Exact repetition of every record is required.

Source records
======

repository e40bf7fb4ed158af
//! Tauri command handlers. Every command returns its error as a string.

pub mod launchers;
pub mod games;
pub mod onboarding;
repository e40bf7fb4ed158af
fn main() {
    tauri_build::build()
}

======

ANSWER FOR THIS EXERCISE
repository e40bf7fb4ed158af
//! Tauri command handlers. Every command returns its error as a string.

pub mod launchers;
pub mod games;
pub mod onboarding;
repository e40bf7fb4ed158af
fn main() {
    tauri_build::build()
}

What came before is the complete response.